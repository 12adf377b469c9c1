//! Task and engine state machines.

use serde::{Deserialize, Serialize};
use std::fmt;

/// Status of a persisted task.
///
/// State transitions:
/// - Pending -> Processing -> Completed
/// - Pending -> Processing -> Failed
/// - Pending -> Completed (the executor reported the result before the store saw `Processing`)
///
/// Nothing goes back to `Pending`. Restart recovery replays records that are
/// still `Pending` in the store; it never rewrites a status.
#[derive(Debug, Clone, Copy, PartialEq, Eq, Hash, Serialize, Deserialize)]
#[serde(rename_all = "snake_case")]
pub enum TaskStatus {
    Pending,
    Processing,
    Completed,
    Failed,
}

impl TaskStatus {
    pub const ALL: [TaskStatus; 4] = [
        TaskStatus::Pending,
        TaskStatus::Processing,
        TaskStatus::Completed,
        TaskStatus::Failed,
    ];

    /// Is this a terminal state (no further transitions)?
    pub fn is_terminal(self) -> bool {
        matches!(self, TaskStatus::Completed | TaskStatus::Failed)
    }

    /// Whether `self -> next` is allowed. Same-status writes are no-ops and allowed.
    pub fn can_transition_to(self, next: TaskStatus) -> bool {
        if self == next {
            return true;
        }
        match self {
            TaskStatus::Pending => next != TaskStatus::Pending,
            TaskStatus::Processing => next.is_terminal(),
            TaskStatus::Completed | TaskStatus::Failed => false,
        }
    }

    /// Key used in the status index.
    pub fn as_str(self) -> &'static str {
        match self {
            TaskStatus::Pending => "pending",
            TaskStatus::Processing => "processing",
            TaskStatus::Completed => "completed",
            TaskStatus::Failed => "failed",
        }
    }
}

impl fmt::Display for TaskStatus {
    fn fmt(&self, f: &mut fmt::Formatter<'_>) -> fmt::Result {
        f.write_str(self.as_str())
    }
}

/// Engine status exposed to the host.
#[derive(Debug, Clone, Copy, PartialEq, Eq, Hash, Default, Serialize, Deserialize)]
#[serde(rename_all = "snake_case")]
pub enum EngineStatus {
    #[default]
    Idle,
    Initializing,
    Processing,
    Paused,
    Completed,
    Error,
}

impl EngineStatus {
    /// A run is active while processing or paused.
    pub fn is_active(self) -> bool {
        matches!(self, EngineStatus::Processing | EngineStatus::Paused)
    }
}

/// Foreground / background state of the host surface.
#[derive(Debug, Clone, Copy, PartialEq, Eq, Default, Serialize, Deserialize)]
#[serde(rename_all = "snake_case")]
pub enum Visibility {
    #[default]
    Foreground,
    Background,
}

impl Visibility {
    pub fn is_foreground(self) -> bool {
        self == Visibility::Foreground
    }
}

#[cfg(test)]
mod tests {
    use super::*;
    use rstest::rstest;

    #[rstest]
    #[case::dispatch(TaskStatus::Pending, TaskStatus::Processing, true)]
    #[case::direct_complete(TaskStatus::Pending, TaskStatus::Completed, true)]
    #[case::complete(TaskStatus::Processing, TaskStatus::Completed, true)]
    #[case::fail(TaskStatus::Processing, TaskStatus::Failed, true)]
    #[case::same(TaskStatus::Completed, TaskStatus::Completed, true)]
    #[case::back_to_pending(TaskStatus::Processing, TaskStatus::Pending, false)]
    #[case::reopen(TaskStatus::Completed, TaskStatus::Processing, false)]
    #[case::failed_to_completed(TaskStatus::Failed, TaskStatus::Completed, false)]
    fn status_transitions(
        #[case] from: TaskStatus,
        #[case] to: TaskStatus,
        #[case] allowed: bool,
    ) {
        assert_eq!(from.can_transition_to(to), allowed);
    }

    #[test]
    fn status_serializes_lowercase() {
        let json = serde_json::to_string(&TaskStatus::Processing).unwrap();
        assert_eq!(json, "\"processing\"");
        assert_eq!(TaskStatus::Processing.to_string(), "processing");
    }

    #[test]
    fn only_processing_and_paused_are_active() {
        assert!(EngineStatus::Processing.is_active());
        assert!(EngineStatus::Paused.is_active());
        assert!(!EngineStatus::Idle.is_active());
        assert!(!EngineStatus::Completed.is_active());
        assert!(!EngineStatus::Error.is_active());
    }
}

§ The problem
Reproduce each record above exactly, keeping every word as it stands.

§ Output for this exercise
repository 12adf377b469c9c1
//! Task and engine state machines.

use serde::{Deserialize, Serialize};
use std::fmt;

/// Status of a persisted task.
///
/// State transitions:
/// - Pending -> Processing -> Completed
/// - Pending -> Processing -> Failed
/// - Pending -> Completed (the executor reported the result before the store saw `Processing`)
///
/// Nothing goes back to `Pending`. Restart recovery replays records that are
/// still `Pending` in the store; it never rewrites a status.
#[derive(Debug, Clone, Copy, PartialEq, Eq, Hash, Serialize, Deserialize)]
#[serde(rename_all = "snake_case")]
pub enum TaskStatus {
    Pending,
    Processing,
    Completed,
    Failed,
}

impl TaskStatus {
    pub const ALL: [TaskStatus; 4] = [
        TaskStatus::Pending,
        TaskStatus::Processing,
        TaskStatus::Completed,
        TaskStatus::Failed,
    ];

    /// Is this a terminal state (no further transitions)?
    pub fn is_terminal(self) -> bool {
        matches!(self, TaskStatus::Completed | TaskStatus::Failed)
    }

    /// Whether `self -> next` is allowed. Same-status writes are no-ops and allowed.
    pub fn can_transition_to(self, next: TaskStatus) -> bool {
        if self == next {
            return true;
        }
        match self {
            TaskStatus::Pending => next != TaskStatus::Pending,
            TaskStatus::Processing => next.is_terminal(),
            TaskStatus::Completed | TaskStatus::Failed => false,
        }
    }

    /// Key used in the status index.
    pub fn as_str(self) -> &'static str {
        match self {
            TaskStatus::Pending => "pending",
            TaskStatus::Processing => "processing",
            TaskStatus::Completed => "completed",
            TaskStatus::Failed => "failed",
        }
    }
}

impl fmt::Display for TaskStatus {
    fn fmt(&self, f: &mut fmt::Formatter<'_>) -> fmt::Result {
        f.write_str(self.as_str())
    }
}

/// Engine status exposed to the host.
#[derive(Debug, Clone, Copy, PartialEq, Eq, Hash, Default, Serialize, Deserialize)]
#[serde(rename_all = "snake_case")]
pub enum EngineStatus {
    #[default]
    Idle,
    Initializing,
    Processing,
    Paused,
    Completed,
    Error,
}

impl EngineStatus {
    /// A run is active while processing or paused.
    pub fn is_active(self) -> bool {
        matches!(self, EngineStatus::Processing | EngineStatus::Paused)
    }
}

/// Foreground / background state of the host surface.
#[derive(Debug, Clone, Copy, PartialEq, Eq, Default, Serialize, Deserialize)]
#[serde(rename_all = "snake_case")]
pub enum Visibility {
    #[default]
    Foreground,
    Background,
}

impl Visibility {
    pub fn is_foreground(self) -> bool {
        self == Visibility::Foreground
    }
}

#[cfg(test)]
mod tests {
    use super::*;
    use rstest::rstest;

    #[rstest]
    #[case::dispatch(TaskStatus::Pending, TaskStatus::Processing, true)]
    #[case::direct_complete(TaskStatus::Pending, TaskStatus::Completed, true)]
    #[case::complete(TaskStatus::Processing, TaskStatus::Completed, true)]
    #[case::fail(TaskStatus::Processing, TaskStatus::Failed, true)]
    #[case::same(TaskStatus::Completed, TaskStatus::Completed, true)]
    #[case::back_to_pending(TaskStatus::Processing, TaskStatus::Pending, false)]
    #[case::reopen(TaskStatus::Completed, TaskStatus::Processing, false)]
    #[case::failed_to_completed(TaskStatus::Failed, TaskStatus::Completed, false)]
    fn status_transitions(
        #[case] from: TaskStatus,
        #[case] to: TaskStatus,
        #[case] allowed: bool,
    ) {
        assert_eq!(from.can_transition_to(to), allowed);
    }

    #[test]
    fn status_serializes_lowercase() {
        let json = serde_json::to_string(&TaskStatus::Processing).unwrap();
        assert_eq!(json, "\"processing\"");
        assert_eq!(TaskStatus::Processing.to_string(), "processing");
    }

    #[test]
    fn only_processing_and_paused_are_active() {
        assert!(EngineStatus::Processing.is_active());
        assert!(EngineStatus::Paused.is_active());
        assert!(!EngineStatus::Idle.is_active());
        assert!(!EngineStatus::Completed.is_active());
        assert!(!EngineStatus::Error.is_active());
    }
}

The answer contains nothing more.